十多年前,中共越境綁架的對象,只是像王炳章、彭明這樣仍持中國護照的海外異議人士;十多年後,中共更將魔爪伸向那些持外國護照的華裔人士:2015年,中國特工到泰國綁架瑞典籍華人桂民海,到香港綁架英國籍香港人李波,是爲震驚世界的銅鑼灣書店系列綁架案。以中共外交部的說法,只要在血緣上是「中國人」,無論持哪個國家的護照,都視之為其管轄之下的臣民,無論生活在哪裡,都可將其抓捕歸案,這是文革期間「老子英雄兒好漢」的血統論的泛化——如同侯德健作詞作曲的《龍的傳人》的歌詞「黑眼睛黑頭髮黃皮膚,永永遠遠是龍的傳人」。所以,《環球時報》才理直氣壯地宣稱,要到台灣抓幾個台獨分子到中國的監獄裡關押,以此「打擊台獨的囂張氣焰」。

然而,令人遺憾的是,到了中共如匪幫般綁架海外華裔人士這一階段,西方社會仍然是一副「事不關己,高高掛起」的姿態,瑞典和英國對法律上是自己公民的人士遭中共綁架,反應遲鈍、無所作為。對於西方主流社會而言,存有一種「反正我不是黃種人」的想法,就好像當年納粹屠殺猶太人的時候,西方民主國家長達數年間都作壁上觀,然後發出一聲嘆息——「幸好我不是猶太人」。

荷蘭歷史學家馮客寫出了現代中國史的三部曲。他發現,跟納粹德國和史達林時代的蘇聯相比,中共的邪惡有過之而無不及,但西方卻熟視無睹。他分析背後的原因,「禮貌的說法是『東方主義』」。這是伊斯蘭學者薩伊德(Edward Said)的理論,薩伊德認為,西方對於東方總是抱持高高在上的態度,是一種天生的種族優越感。薩伊德要求西方不要用自己的價值和觀念衡量東方的一切,應當尊重東方的「特殊性」。
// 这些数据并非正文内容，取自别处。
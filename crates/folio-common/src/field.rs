use std::fmt;

use serde::de::DeserializeOwned;
use serde::{Deserialize, Serialize};

/// Stable identity of a field within one section's list.
///
/// Derived from the payload's identity key (a field name such as `"mobile"`,
/// or a prefixed record id such as `"document-12"`), never from position.
#[derive(Debug, Clone, PartialEq, Eq, Hash, PartialOrd, Ord, Serialize, Deserialize)]
#[serde(transparent)]
pub struct FieldId(String);

impl FieldId {
    pub fn new(id: impl Into<String>) -> Self {
        Self(id.into())
    }

    pub fn as_str(&self) -> &str {
        &self.0
    }
}

impl fmt::Display for FieldId {
    fn fmt(&self, f: &mut fmt::Formatter<'_>) -> fmt::Result {
        f.write_str(&self.0)
    }
}

impl From<&str> for FieldId {
    fn from(s: &str) -> Self {
        Self(s.to_string())
    }
}

impl From<String> for FieldId {
    fn from(s: String) -> Self {
        Self(s)
    }
}

/// Domain-specific content of a field.
///
/// A payload owns its identity key and knows how to layer a pending edit
/// (`Patch`) over itself. Patches never carry the identity key, so applying
/// one cannot change [`Payload::identity`].
pub trait Payload:
    Clone + fmt::Debug + PartialEq + Serialize + DeserializeOwned + Send + Sync + 'static
{
    /// Pending edits for one field. Every attribute is optional; an absent
    /// attribute falls back to the payload's current value.
    type Patch: Clone
        + fmt::Debug
        + Default
        + PartialEq
        + Serialize
        + DeserializeOwned
        + Send
        + Sync
        + 'static;

    fn identity(&self) -> FieldId;

    /// Key used to look up icon and colour metadata for display.
    fn presentation_key(&self) -> &str;

    /// Return a copy of `self` with every attribute present in `patch` replaced.
    fn apply(&self, patch: &Self::Patch) -> Self;

    /// Fold `update` into `pending`; attributes set in `update` win.
    fn merge_patch(pending: &mut Self::Patch, update: Self::Patch);

    /// One-line helper text shown next to the field in the dashboard.
    fn describe(&self) -> String {
        String::new()
    }
}

/// One editable unit of profile data.
#[derive(Debug, Clone, PartialEq, Serialize, Deserialize)]
#[serde(bound = "P: Payload")]
pub struct Field<P> {
    #[serde(flatten)]
    pub payload: P,
    #[serde(rename = "isVisible")]
    pub visible: bool,
    #[serde(rename = "displayOrder")]
    pub order: u32,
}

impl<P: Payload> Field<P> {
    pub fn new(payload: P, visible: bool, order: u32) -> Self {
        Self {
            payload,
            visible,
            order,
        }
    }

    pub fn id(&self) -> FieldId {
        self.payload.identity()
    }
}

#[cfg(test)]
mod tests {
    use super::*;

    #[derive(Debug, Clone, PartialEq, Serialize, Deserialize)]
    struct Note {
        key: String,
        text: String,
    }

    #[derive(Debug, Clone, Default, PartialEq, Serialize, Deserialize)]
    struct NotePatch {
        text: Option<String>,
    }

    impl Payload for Note {
        type Patch = NotePatch;

        fn identity(&self) -> FieldId {
            FieldId::new(format!("note-{}", self.key))
        }

        fn presentation_key(&self) -> &str {
            &self.key
        }

        fn apply(&self, patch: &NotePatch) -> Self {
            Self {
                key: self.key.clone(),
                text: patch.text.clone().unwrap_or_else(|| self.text.clone()),
            }
        }

        fn merge_patch(pending: &mut NotePatch, update: NotePatch) {
            if update.text.is_some() {
                pending.text = update.text;
            }
        }
    }

    #[test]
    fn test_field_serializes_flat_with_wire_names() {
        let field = Field::new(
            Note {
                key: "a".into(),
                text: "hello".into(),
            },
            true,
            3,
        );
        let json = serde_json::to_value(&field).unwrap();
        assert_eq!(json["key"], "a");
        assert_eq!(json["text"], "hello");
        assert_eq!(json["isVisible"], true);
        assert_eq!(json["displayOrder"], 3);
    }

    #[test]
    fn test_field_deserializes_from_wire_shape() {
        let json = r#"{"key":"b","text":"x","isVisible":false,"displayOrder":2}"#;
        let field: Field<Note> = serde_json::from_str(json).unwrap();
        assert_eq!(field.id(), FieldId::from("note-b"));
        assert!(!field.visible);
        assert_eq!(field.order, 2);
    }

    #[test]
    fn test_identity_survives_patch() {
        let note = Note {
            key: "c".into(),
            text: "old".into(),
        };
        let patched = note.apply(&NotePatch {
            text: Some("new".into()),
        });
        assert_eq!(note.identity(), patched.identity());
        assert_eq!(patched.text, "new");
    }

    #[test]
    fn test_merge_patch_keeps_earlier_attributes() {
        let mut pending = NotePatch {
            text: Some("first".into()),
        };
        Note::merge_patch(&mut pending, NotePatch::default());
        assert_eq!(pending.text.as_deref(), Some("first"));
    }

    #[test]
    fn test_field_id_display() {
        assert_eq!(FieldId::new("mobile").to_string(), "mobile");
    }
}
按照東方主義的理論,東方文化中的太監制度和女人裹腳都是不能批評的。在我看來,這是何其荒謬的「政治正確」。對此,馮客更是毫不客氣地指出:「我的說法是:種族歧視。如果你看到一個金髮碧眼的小孩被關在鐵絲網後面,你覺得這是悲劇。但假如是亞洲的數百萬人口,那不過是數字而已。」西方主流媒體和在世界對於毛澤東和毛澤東時代的評價是如此,對於中國淩虐境內居民及綁架境外華裔人士的反應也是如此。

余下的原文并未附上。